有或無急性呼吸性喘息的學(xué)齡前兒童的呼氣分子特征不同。這似乎是持續(xù)的兒童鼻病毒誘導(dǎo)的喘息癥狀解決后。因此,呼出的VOC可作為哮喘早期癥狀的候選生物標(biāo)志物。
Breath collection and analysis
Exhaled breath was collected by means of a Babyhaler (GlaxoSmithKline, Brentford, UK) with inverted valve system. Children breathed tidally into a face mask covering the mouth and nose. Environmental VOC inside the child’s airways and the spacer were washed out during 100 s of breathing through an inspiratory VOC filter (North Safety Products, Middelburg, the Netherlands). Ambient air drawn through an identical VOC filter was used to create a baseline reference signal. The exhaled breath was subsequently sampled for 40 s directly from the spacer by two separate Cyranose 320 Electronic Nose (eNose) devices . A Cyranose 320 has an array of 32 nano-sensors that show nonselective interactions with the VOC mixture.

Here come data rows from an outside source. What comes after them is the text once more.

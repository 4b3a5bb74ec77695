//! Request types for the pay engine API.
//!
//! This module defines the JSON request structures for the `/calculate` endpoint.

use chrono::NaiveDate;
use rust_decimal::Decimal;
use serde::{Deserialize, Serialize};

use crate::models::WorkShift;

/// Tax percentage used when the request does not specify one.
pub const DEFAULT_TAX_PERCENTAGE: Decimal = Decimal::from_parts(35, 0, 0, false, 0);

/// Request body for the `/calculate` endpoint.
#[derive(Debug, Clone, Serialize, Deserialize)]
pub struct CalculationRequest {
    /// The shifts to price, in display order.
    pub shifts: Vec<ShiftRequest>,
    /// Flat tax percentage applied to the total before tax.
    #[serde(default = "default_tax_percentage")]
    pub tax_percentage: Decimal,
}

fn default_tax_percentage() -> Decimal {
    DEFAULT_TAX_PERCENTAGE
}

/// Shift information in a calculation request.
#[derive(Debug, Clone, Serialize, Deserialize)]
pub struct ShiftRequest {
    /// Unique identifier for the shift.
    pub id: String,
    /// The date of the shift.
    pub date: NaiveDate,
    /// The start time of the shift, "HH:MM".
    pub start_time: String,
    /// The end time of the shift, "HH:MM".
    pub end_time: String,
}

impl From<ShiftRequest> for WorkShift {
    fn from(req: ShiftRequest) -> Self {
        WorkShift {
            id: req.id,
            date: req.date,
            start_time: req.start_time,
            end_time: req.end_time,
        }
    }
}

This creates a so-called breathprint, a pattern of resistance changes for the individual sensors that reflects the profile of the VOC mixture. This device has commonly been used for breath analysis, and has shown adequate repeatability and reproducibility [24]. Further details on methodology are available in the online supplementary material.
呼出的呼吸是通過帶倒置瓣膜系統(tǒng)的Babyhaler(英國葛蘭素史克公司)收集的。孩子們整齊地呼吸著和鼻子。通過吸氣式VOC過濾器(荷蘭米德爾堡North Safety Products,Middelburg)呼吸100 s時,兒童氣道內(nèi)的環(huán)境VOC和間隔物被沖掉。環(huán)境空氣通過一個相同的VOC過濾器被用來創(chuàng)建一個基準(zhǔn)參考信號。隨后,通過兩個單獨的Cyranose 320電子鼻(Enose)裝置直接從間隔棒上取樣40秒。Cyranose320有32個納米傳感器陣列,顯示與VOC混合物的非選擇性相互作用。這就產(chǎn)生了一種所謂的呼吸印痕,即反映VOC混合物剖面的單個傳感器的電阻變化模式。該裝置通常用于呼吸分析,并顯示出足夠的重復(fù)性和再現(xiàn)性[24]。有關(guān)方法的更多詳細(xì)信息,請參閱在線補(bǔ)充材料。